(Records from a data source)
Content starts
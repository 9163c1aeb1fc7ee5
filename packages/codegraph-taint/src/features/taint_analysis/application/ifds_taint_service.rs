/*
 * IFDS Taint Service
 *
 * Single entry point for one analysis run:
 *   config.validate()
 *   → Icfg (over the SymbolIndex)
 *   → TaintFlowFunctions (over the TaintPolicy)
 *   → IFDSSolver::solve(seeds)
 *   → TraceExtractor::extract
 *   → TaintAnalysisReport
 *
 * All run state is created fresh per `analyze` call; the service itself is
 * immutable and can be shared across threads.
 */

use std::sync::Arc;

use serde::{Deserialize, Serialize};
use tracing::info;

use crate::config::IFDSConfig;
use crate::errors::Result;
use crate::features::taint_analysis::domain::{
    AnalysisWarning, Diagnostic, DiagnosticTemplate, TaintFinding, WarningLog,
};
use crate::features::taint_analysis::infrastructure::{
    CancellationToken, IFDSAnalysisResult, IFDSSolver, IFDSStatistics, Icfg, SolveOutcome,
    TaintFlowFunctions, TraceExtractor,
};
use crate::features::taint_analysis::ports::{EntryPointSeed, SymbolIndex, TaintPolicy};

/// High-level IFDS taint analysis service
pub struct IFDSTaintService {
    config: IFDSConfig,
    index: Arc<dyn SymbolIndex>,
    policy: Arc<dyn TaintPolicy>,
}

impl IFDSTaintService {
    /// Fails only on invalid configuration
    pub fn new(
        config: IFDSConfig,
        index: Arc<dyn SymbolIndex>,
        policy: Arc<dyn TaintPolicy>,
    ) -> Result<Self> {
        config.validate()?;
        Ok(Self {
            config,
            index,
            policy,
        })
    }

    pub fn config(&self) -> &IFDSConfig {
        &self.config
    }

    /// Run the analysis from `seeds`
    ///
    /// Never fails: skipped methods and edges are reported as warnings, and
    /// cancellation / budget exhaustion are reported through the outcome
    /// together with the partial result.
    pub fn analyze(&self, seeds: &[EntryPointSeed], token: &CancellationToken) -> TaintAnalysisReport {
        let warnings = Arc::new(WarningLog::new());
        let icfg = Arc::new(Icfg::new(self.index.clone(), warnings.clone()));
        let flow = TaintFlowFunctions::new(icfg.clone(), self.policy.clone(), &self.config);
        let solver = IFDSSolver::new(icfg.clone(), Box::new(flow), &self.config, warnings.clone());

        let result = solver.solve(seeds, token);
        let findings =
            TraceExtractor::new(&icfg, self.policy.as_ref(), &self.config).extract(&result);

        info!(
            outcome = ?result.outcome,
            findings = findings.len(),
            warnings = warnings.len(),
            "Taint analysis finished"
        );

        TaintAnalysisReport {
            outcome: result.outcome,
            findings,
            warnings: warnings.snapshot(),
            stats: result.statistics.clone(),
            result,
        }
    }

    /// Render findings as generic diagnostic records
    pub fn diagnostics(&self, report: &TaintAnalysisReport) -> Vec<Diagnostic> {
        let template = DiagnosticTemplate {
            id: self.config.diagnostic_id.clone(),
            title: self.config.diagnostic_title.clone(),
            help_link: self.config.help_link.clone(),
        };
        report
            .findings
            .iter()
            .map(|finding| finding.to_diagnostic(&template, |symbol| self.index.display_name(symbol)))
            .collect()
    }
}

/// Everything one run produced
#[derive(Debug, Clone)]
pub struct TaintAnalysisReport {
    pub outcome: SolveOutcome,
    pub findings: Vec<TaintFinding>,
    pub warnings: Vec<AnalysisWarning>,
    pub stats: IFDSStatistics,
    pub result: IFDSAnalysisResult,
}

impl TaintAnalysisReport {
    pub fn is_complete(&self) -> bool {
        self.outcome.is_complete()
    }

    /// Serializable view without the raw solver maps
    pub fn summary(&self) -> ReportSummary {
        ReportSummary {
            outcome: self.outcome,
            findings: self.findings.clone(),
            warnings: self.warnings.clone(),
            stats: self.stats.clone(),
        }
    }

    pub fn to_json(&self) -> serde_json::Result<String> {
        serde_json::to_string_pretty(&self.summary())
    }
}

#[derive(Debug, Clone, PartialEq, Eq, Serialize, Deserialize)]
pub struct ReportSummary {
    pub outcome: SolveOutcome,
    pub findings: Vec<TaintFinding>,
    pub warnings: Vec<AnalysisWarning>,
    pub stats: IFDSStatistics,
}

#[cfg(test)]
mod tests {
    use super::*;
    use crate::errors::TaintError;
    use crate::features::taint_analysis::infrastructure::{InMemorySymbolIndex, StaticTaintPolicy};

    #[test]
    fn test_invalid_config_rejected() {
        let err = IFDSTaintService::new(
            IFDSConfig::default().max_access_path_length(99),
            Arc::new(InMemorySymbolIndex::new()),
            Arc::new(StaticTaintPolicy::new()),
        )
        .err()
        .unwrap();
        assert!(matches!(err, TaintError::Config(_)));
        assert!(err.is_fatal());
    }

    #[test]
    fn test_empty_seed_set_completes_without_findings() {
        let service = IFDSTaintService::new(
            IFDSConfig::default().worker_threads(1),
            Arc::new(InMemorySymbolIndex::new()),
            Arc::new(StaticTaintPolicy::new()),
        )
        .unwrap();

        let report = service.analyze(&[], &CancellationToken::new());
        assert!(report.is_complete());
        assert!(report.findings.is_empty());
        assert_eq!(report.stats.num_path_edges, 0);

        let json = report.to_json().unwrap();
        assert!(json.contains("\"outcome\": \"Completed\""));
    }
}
Content ends
Work item ▸ Give again each line shown above, keeping every word as it is.

Answer to this task ▸
repository 9163c1aeb1fc7ee5
filename packages/codegraph-taint/src/features/taint_analysis/application/ifds_taint_service.rs
/*
 * IFDS Taint Service
 *
 * Single entry point for one analysis run:
 *   config.validate()
 *   → Icfg (over the SymbolIndex)
 *   → TaintFlowFunctions (over the TaintPolicy)
 *   → IFDSSolver::solve(seeds)
 *   → TraceExtractor::extract
 *   → TaintAnalysisReport
 *
 * All run state is created fresh per `analyze` call; the service itself is
 * immutable and can be shared across threads.
 */

use std::sync::Arc;

use serde::{Deserialize, Serialize};
use tracing::info;

use crate::config::IFDSConfig;
use crate::errors::Result;
use crate::features::taint_analysis::domain::{
    AnalysisWarning, Diagnostic, DiagnosticTemplate, TaintFinding, WarningLog,
};
use crate::features::taint_analysis::infrastructure::{
    CancellationToken, IFDSAnalysisResult, IFDSSolver, IFDSStatistics, Icfg, SolveOutcome,
    TaintFlowFunctions, TraceExtractor,
};
use crate::features::taint_analysis::ports::{EntryPointSeed, SymbolIndex, TaintPolicy};

/// High-level IFDS taint analysis service
pub struct IFDSTaintService {
    config: IFDSConfig,
    index: Arc<dyn SymbolIndex>,
    policy: Arc<dyn TaintPolicy>,
}

impl IFDSTaintService {
    /// Fails only on invalid configuration
    pub fn new(
        config: IFDSConfig,
        index: Arc<dyn SymbolIndex>,
        policy: Arc<dyn TaintPolicy>,
    ) -> Result<Self> {
        config.validate()?;
        Ok(Self {
            config,
            index,
            policy,
        })
    }

    pub fn config(&self) -> &IFDSConfig {
        &self.config
    }

    /// Run the analysis from `seeds`
    ///
    /// Never fails: skipped methods and edges are reported as warnings, and
    /// cancellation / budget exhaustion are reported through the outcome
    /// together with the partial result.
    pub fn analyze(&self, seeds: &[EntryPointSeed], token: &CancellationToken) -> TaintAnalysisReport {
        let warnings = Arc::new(WarningLog::new());
        let icfg = Arc::new(Icfg::new(self.index.clone(), warnings.clone()));
        let flow = TaintFlowFunctions::new(icfg.clone(), self.policy.clone(), &self.config);
        let solver = IFDSSolver::new(icfg.clone(), Box::new(flow), &self.config, warnings.clone());

        let result = solver.solve(seeds, token);
        let findings =
            TraceExtractor::new(&icfg, self.policy.as_ref(), &self.config).extract(&result);

        info!(
            outcome = ?result.outcome,
            findings = findings.len(),
            warnings = warnings.len(),
            "Taint analysis finished"
        );

        TaintAnalysisReport {
            outcome: result.outcome,
            findings,
            warnings: warnings.snapshot(),
            stats: result.statistics.clone(),
            result,
        }
    }

    /// Render findings as generic diagnostic records
    pub fn diagnostics(&self, report: &TaintAnalysisReport) -> Vec<Diagnostic> {
        let template = DiagnosticTemplate {
            id: self.config.diagnostic_id.clone(),
            title: self.config.diagnostic_title.clone(),
            help_link: self.config.help_link.clone(),
        };
        report
            .findings
            .iter()
            .map(|finding| finding.to_diagnostic(&template, |symbol| self.index.display_name(symbol)))
            .collect()
    }
}

/// Everything one run produced
#[derive(Debug, Clone)]
pub struct TaintAnalysisReport {
    pub outcome: SolveOutcome,
    pub findings: Vec<TaintFinding>,
    pub warnings: Vec<AnalysisWarning>,
    pub stats: IFDSStatistics,
    pub result: IFDSAnalysisResult,
}

impl TaintAnalysisReport {
    pub fn is_complete(&self) -> bool {
        self.outcome.is_complete()
    }

    /// Serializable view without the raw solver maps
    pub fn summary(&self) -> ReportSummary {
        ReportSummary {
            outcome: self.outcome,
            findings: self.findings.clone(),
            warnings: self.warnings.clone(),
            stats: self.stats.clone(),
        }
    }

    pub fn to_json(&self) -> serde_json::Result<String> {
        serde_json::to_string_pretty(&self.summary())
    }
}

#[derive(Debug, Clone, PartialEq, Eq, Serialize, Deserialize)]
pub struct ReportSummary {
    pub outcome: SolveOutcome,
    pub findings: Vec<TaintFinding>,
    pub warnings: Vec<AnalysisWarning>,
    pub stats: IFDSStatistics,
}

#[cfg(test)]
mod tests {
    use super::*;
    use crate::errors::TaintError;
    use crate::features::taint_analysis::infrastructure::{InMemorySymbolIndex, StaticTaintPolicy};

    #[test]
    fn test_invalid_config_rejected() {
        let err = IFDSTaintService::new(
            IFDSConfig::default().max_access_path_length(99),
            Arc::new(InMemorySymbolIndex::new()),
            Arc::new(StaticTaintPolicy::new()),
        )
        .err()
        .unwrap();
        assert!(matches!(err, TaintError::Config(_)));
        assert!(err.is_fatal());
    }

    #[test]
    fn test_empty_seed_set_completes_without_findings() {
        let service = IFDSTaintService::new(
            IFDSConfig::default().worker_threads(1),
            Arc::new(InMemorySymbolIndex::new()),
            Arc::new(StaticTaintPolicy::new()),
        )
        .unwrap();

        let report = service.analyze(&[], &CancellationToken::new());
        assert!(report.is_complete());
        assert!(report.findings.is_empty());
        assert_eq!(report.stats.num_path_edges, 0);

        let json = report.to_json().unwrap();
        assert!(json.contains("\"outcome\": \"Completed\""));
    }
}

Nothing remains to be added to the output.